We hypothesize that some epigenetic signals in sperm from males reared under nutritional stress are common across vertebrate species, and constitute essential mediators of the preconceptional influence of nutritional factors on body weight and metabolism for the next generation. By using advances in nutritional biology (the Nutritional Geometry Framework, NGF) applied to a variety of animal model systems, and then taking a comparative biology approach across vertebrate species spanning taxa and nutritional ecologies, we will gain mechanistic and evolutionary understanding of the essential mediators of epigenetic inheritance of obesity and

metabolic disease.  Comparative analyses of the responses to nutritional stress will help us in unlocking critical information about the specificiteis of epigenetic inheritance in humans, and allow the identification of core pathways controlling epigenetic response to nutritional stress.

Delivering nutritional interventions to males of reproductive age, followed by collection of viable sperm samples from research subjects, allows us to draw a clear picture of how nutritional stresses lead to reshaping of the sperm epigenome.  We are conducting several of such studies, including in mice, pigs and humans, to determine how diet influences male reproduction, in terms of reproductive health and epigenetic signature of the spermatozoa. We then conduct in-depth characterisation of the epigenome of sperm, including smallRNA expression, DNA methylation, and histone retention. In some cases, we are breeding dietary-perturbed fathers and further characterising the epigenetic signature of metabolic tissues within their offspring. The aim of these projects is to precisely define the effect of certain diets on the gametic epigenome of fathers, identifying Genomic Hotspots of Epigenetic Variation (GHEVs), along with the downstream phenotypic effects on offspring. These studies will be a pivotal step in defining optimised male diet for improved epigenetic signature and developmental health of offspring.

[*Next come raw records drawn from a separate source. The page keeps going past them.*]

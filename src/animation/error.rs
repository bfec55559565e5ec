//! Error types for the animation subsystem

use thiserror::Error;

/// Caller errors when starting, reversing or stopping an animation
#[derive(Debug, Error, PartialEq)]
pub enum AnimationError {
    #[error("unknown element '{id}'")]
    UnknownElement { id: String, suggestions: Vec<String> },

    /// The element exists but layout has not placed it
    #[error("element '{id}' has no calculated layout")]
    UnresolvedElement { id: String },
}

impl AnimationError {
    pub fn unknown(id: impl Into<String>, suggestions: Vec<String>) -> Self {
        Self::UnknownElement {
            id: id.into(),
            suggestions,
        }
    }

    pub fn unresolved(id: impl Into<String>) -> Self {
        Self::UnresolvedElement { id: id.into() }
    }

    pub fn suggestions(&self) -> Option<&[String]> {
        match self {
            Self::UnknownElement { suggestions, .. } => Some(suggestions),
            Self::UnresolvedElement { .. } => None,
        }
    }
}

#[cfg(test)]
mod tests {
    use super::*;

    #[test]
    fn test_display() {
        let err = AnimationError::unknown("nav.buton", vec!["nav.button".to_string()]);
        insta::assert_snapshot!(err.to_string(), @"unknown element 'nav.buton'");
        assert_eq!(err.suggestions().map(<[String]>::len), Some(1));
        assert_eq!(
            AnimationError::unresolved("x").to_string(),
            "element 'x' has no calculated layout"
        );
    }
}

Thus far, understandings of epigenetic inheritance have been limited to correlation between gametic epigenome and offspring phenotype, as tools to address causal mechanism were lacking. Fortunately, we can now take advantage of the CRISPR-Cas9 system to modify the epigenome of multipotent cells at genomic regions related to gametic epigenetic features. We selectively methylate genomic regions of interest in neuronal stem cells, and determine the role of this engineered epigenome at GHEVs on neuronal and metabolic-cell lineage commitment and cellular function. Further, we investigate the mechanistic role of these GHEVs ex vivo by exploring the relationship between GHEV remodelling in spermatozoa of fathers and gene expression in metabolic tissues of offspring. In order to understand the impact of GHEVs on the phenotype and epigenotype of the next generation offspring, we integrate chromatin conformation and transcriptomic data to identify genes regulated by these GHEVs. We have developed integrated genomic platforms to comprehensively annotate regulatory networks in specific tissues, identifying regulatory elements and characterise the downstream target genes.